Like when a wild creature, orphaned, creates family where he finds it.
This is about a porcupine named Edgar. On formal occasions he goes by Edgar Alan Poke, the name given to him by the humans he adopted.
That's right. He adopted them.
A pal first noticed the lonely little porcupine on the property of Megan Blackburn and Erik Friend in June of this year, sitting on a rock in the sun near their driveway. They began checking on him, always from a distance. One morning after a rain, they found him sitting in a new spot at the top of their driveway.
Slowly, day by day, he moved closer to their house.
"We never saw any sign of an adult porcupine, a mama," Blackburn said, noting that they had seen a few that had been struck by vehicles on SR 4 near their home that summer.
"It's so sad," Blackburn said. "They are giant, slow animals."

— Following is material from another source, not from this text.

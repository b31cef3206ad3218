pub mod settings_item;
pub mod status_indicator;
pub mod submit_button;
pub mod toast;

They built a small enclosed area for their new friend who didn't seem to be going anywhere. It had an opening that allowed him to come and go. They also provided a box with hay, water, and fed him parsnips, carrots and sweet potatoes.
"Then he ate half of my garden," Blackburn exclaimed. "Peppers, tomatoes, squash. All of my kale!"
Friend thought maybe it was time for Edgar to move.
Porcupine he may be, but Beloved he had become. That was the beginning and end of that.
Surprising everyone, Edgar seemed to reciprocate those feelings. One day, Blackburn was sitting on a stump near their home when he crawled into her lap and started nuzzling her armpits and chin.
"I had waited for him to make the first move," Blackburn said. "He reached up and grabbed my cheeks and sniffed my lips and nose. I was squealing with excitement. All my porcupine snuggle dreams came true."
Much to everyone's surprise, maybe even Edgar's, he loves to play and is always game for a belly rub.
Blackburn, Friend, and their two young children Birdie and Everwild, are learning to deal with Edgar's quills as he gets older and bigger. There is a safe way to pet him, but Blackburn says the pain of getting stuck is minimal, much like getting snagged on a thorn.
They go for walks every day. Edgar still wants to cuddle, but he's becoming more independent, disappearing for longer periods of time.
"I want him to be free and wild," Blackburn said, "but I worry the whole time until I see him again."